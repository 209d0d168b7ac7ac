//! Logging utilities for the upload pipeline.
//!
//! Library code only emits `tracing` events. Binaries call
//! [`setup::init_logging`] once at startup to install a subscriber.

/// Truncates a string to the maximum field length if needed.
///
/// Server error bodies can be whole HTML pages; they are cut before logging.
pub fn truncate_field(value: &str, max_length: usize) -> String {
    if value.len() <= max_length {
        value.to_string()
    } else {
        let mut end = max_length;
        while !value.is_char_boundary(end) {
            end -= 1;
        }
        let truncated = &value[..end];
        format!("{truncated}...(truncated)")
    }
}

/// Maximum length of a response body echoed into a log line.
pub const MAX_LOGGED_BODY: usize = 256;

/// Utilities for setting up structured logging.
pub mod setup {
    use tracing::Level;

    /// Configuration for the logging setup.
    #[derive(Debug, Clone)]
    pub struct LoggingConfig {
        /// Log level for everything else
        pub level: Level,
        /// Log level for `maskhub_upload` components specifically
        pub crate_level: Level,
        /// Whether to use JSON output format
        pub json_format: bool,
        /// Environment filter override
        pub env_filter: Option<String>,
    }

    impl Default for LoggingConfig {
        fn default() -> Self {
            Self {
                level: Level::WARN,
                crate_level: Level::INFO,
                json_format: false,
                env_filter: None,
            }
        }
    }

    impl LoggingConfig {
        /// Creates a configuration for production use.
        pub fn production() -> Self {
            Self {
                level: Level::WARN,
                crate_level: Level::INFO,
                json_format: true,
                env_filter: None,
            }
        }

        /// Creates a configuration for development use.
        pub fn development() -> Self {
            Self {
                level: Level::INFO,
                crate_level: Level::DEBUG,
                json_format: false,
                env_filter: None,
            }
        }

        /// Sets the log level for the `maskhub_upload` crate.
        pub fn with_crate_level(mut self, level: Level) -> Self {
            self.crate_level = level;
            self
        }

        /// Sets whether to use JSON output format.
        pub fn with_json_format(mut self, enabled: bool) -> Self {
            self.json_format = enabled;
            self
        }

        /// Sets a custom environment filter.
        pub fn with_env_filter(mut self, filter: impl Into<String>) -> Self {
            self.env_filter = Some(filter.into());
            self
        }

        /// Builds the environment filter string.
        pub fn env_filter(&self) -> String {
            if let Some(ref filter) = self.env_filter {
                filter.clone()
            } else {
                format!(
                    "{},maskhub_upload={},maskhub={}",
                    self.level.as_str().to_lowercase(),
                    self.crate_level.as_str().to_lowercase(),
                    self.crate_level.as_str().to_lowercase()
                )
            }
        }
    }

    /// Installs a global `tracing` subscriber.
    ///
    /// Logs go to stderr. `RUST_LOG` takes precedence over the configured
    /// filter when set.
    pub fn init_logging(config: LoggingConfig) -> Result<(), Box<dyn std::error::Error>> {
        use tracing_subscriber::{layer::SubscriberExt, util::SubscriberInitExt, EnvFilter, Layer};

        let env_filter = EnvFilter::try_from_default_env()
            .unwrap_or_else(|_| EnvFilter::new(config.env_filter()));

        let fmt_layer = if config.json_format {
            tracing_subscriber::fmt::layer()
                .with_writer(std::io::stderr)
                .json()
                .boxed()
        } else {
            tracing_subscriber::fmt::layer()
                .with_writer(std::io::stderr)
                .boxed()
        };

        tracing_subscriber::registry()
            .with(env_filter)
            .with(fmt_layer)
            .try_init()?;

        Ok(())
    }
}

▶ Work required: Return a copy of every line in the records that includes the string "error".

▶ Finished task:
/// Server error bodies can be whole HTML pages; they are cut before logging.
    pub fn init_logging(config: LoggingConfig) -> Result<(), Box<dyn std::error::Error>> {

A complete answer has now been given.